Carmen de Roland Petit – Natalia de Froberville

Natalia de Froberville n’était pas forcément un choix évident pour le rôle-titre de Carmen. Mais on sait depuis Maïa Plissetskaïa que les danseuses slaves savent incarner avec incandescence le rôle de la bohémienne la plus célèbre du monde. Créée à Londres en 1949 par Zizi Jeanmaire et Roland Petit dans les deux rôles principaux, Carmen est un ballet révolutionnaire. Le chorégraphe a imaginé sa Carmen comme une séductrice à la fois ultra-féminine, mais au tempérament indépendant et profondément libre. Cinq tableaux reprennent en version orchestrale les principaux airs de l’opéra. En 40 minutes, son destin est écrit et ce format. La scénographie conçue par le peintre espagnol Antoni Clavé est une partie essentielle du spectacle : les cinq tableaux (la place, la taverne, la chambre, la grange et l’entrée des arènes) permettent de condenser le récit sans nuire à la logique de la narration.

Dennis Cala Valdès dans le rôle de Don José et Norton Ramas Fantinel dans celui du toréador sont d’admirables partenaires. Mais le ballet repose évidemment sur l’interprétation du rôle-titre. Si Natalia de Froberville paraît un peu timide lors du premier tableau, elle s’empare du personnage à mesure que l’histoire se raconte. Tout est dans le jeu de jambes dans la Carmen de Roland Petit, celui légendaire de Zizi Jeanmaire. Natalia de Froberville aligne de ce côté-là de formidables atouts. Elle pourrait peut-être encore s’abandonner davantage. Mais sa Carmen reste racée, volontaire , qui donne le frisson à la salle dans ce dernier pas de deux du meurtre de Carmen, magnifique point d’orgue imaginé par Roland Petit au seul rythme des percussions. 

Carmen de Rolan Petit – Dennis Cala Valdes et Natalia de Froberville

Voilà un vrai bonheur de retrouver Roland Petit, un peu mis de côté par d’autres compagnies.
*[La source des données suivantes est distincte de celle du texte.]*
fn main() {
    if let Err(err) = riskgate::cli::run() {
        riskgate::ui::eprintln_error(&err);
        std::process::exit(riskgate::exit::exit_code(&err));
    }
}
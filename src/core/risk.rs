use serde::{Deserialize, Serialize};
use std::fmt;

#[derive(Debug, Clone, Copy, PartialEq, Eq, PartialOrd, Ord, Serialize, Deserialize)]
#[serde(rename_all = "lowercase")]
pub enum RiskLevel {
    Low,
    Medium,
    High,
}

impl RiskLevel {
    pub const fn as_str(self) -> &'static str {
        match self {
            RiskLevel::Low => "low",
            RiskLevel::Medium => "medium",
            RiskLevel::High => "high",
        }
    }
}

impl fmt::Display for RiskLevel {
    fn fmt(&self, f: &mut fmt::Formatter<'_>) -> fmt::Result {
        f.write_str(self.as_str())
    }
}
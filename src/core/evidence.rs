use serde::{Deserialize, Serialize};

#[derive(Debug, Clone, PartialEq, Eq, Serialize, Deserialize)]
#[serde(rename_all = "lowercase")]
pub enum EvidenceKind {
    Path,
    Command,
    Pattern,
    Stat,
}

#[derive(Debug, Clone, PartialEq, Eq, Serialize, Deserialize)]
pub struct Evidence {
    pub kind: EvidenceKind,
    pub value: String,
    pub masked: bool,
}

impl Evidence {
    pub fn path(value: impl Into<String>, masked: bool) -> Self {
        Self {
            kind: EvidenceKind::Path,
            value: value.into(),
            masked,
        }
    }

    pub fn command(value: impl Into<String>) -> Self {
        Self {
            kind: EvidenceKind::Command,
            value: value.into(),
            masked: false,
        }
    }

    pub fn pattern(value: impl Into<String>) -> Self {
        Self {
            kind: EvidenceKind::Pattern,
            value: value.into(),
            masked: false,
        }
    }

    pub fn stat(value: impl Into<String>) -> Self {
        Self {
            kind: EvidenceKind::Stat,
            value: value.into(),
            masked: false,
        }
    }
}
Ce triptyque gagnant qui balaye 30 ans de l’univers du chorégraphe français confirme l’excellence du Ballet du Capitole qui sous la direction de Kader Belarbi continue de servir le répertoire académique, de conserver le patrimoine chorégraphique français et de s’ouvrir à la création, résolvant avec bonheur cette équation délicate. Comment ne pas se réjouir dans l’attente de la prochaine saison ? 

 

Soirée Roland Petit par le Ballet du Capitole, au Théâtre du Capitole de Toulouse.  Les Forains, avec Davit Galstyan (le Prestidigitateur), Kateryna Shalkina (la Belle Endormie), Philippe Solano (le Clown), Juliette Thélin (Loïe Fuller), Thiphaine Prévost et Ichika Maruyama (les Soeurs Siamoises) ; L’Arlésienne, avec Ramiro Gómez Samón (Frédéri), Julie Charlet (Vivette) ; Carmen, avec Natalia de Froberville (Carmen), Dennis Cala Valdes (Don José) et Norton Ramos Fantinel (le Toréador). Samedi 10 mars 2018. À voir jusqu’au 14 mars.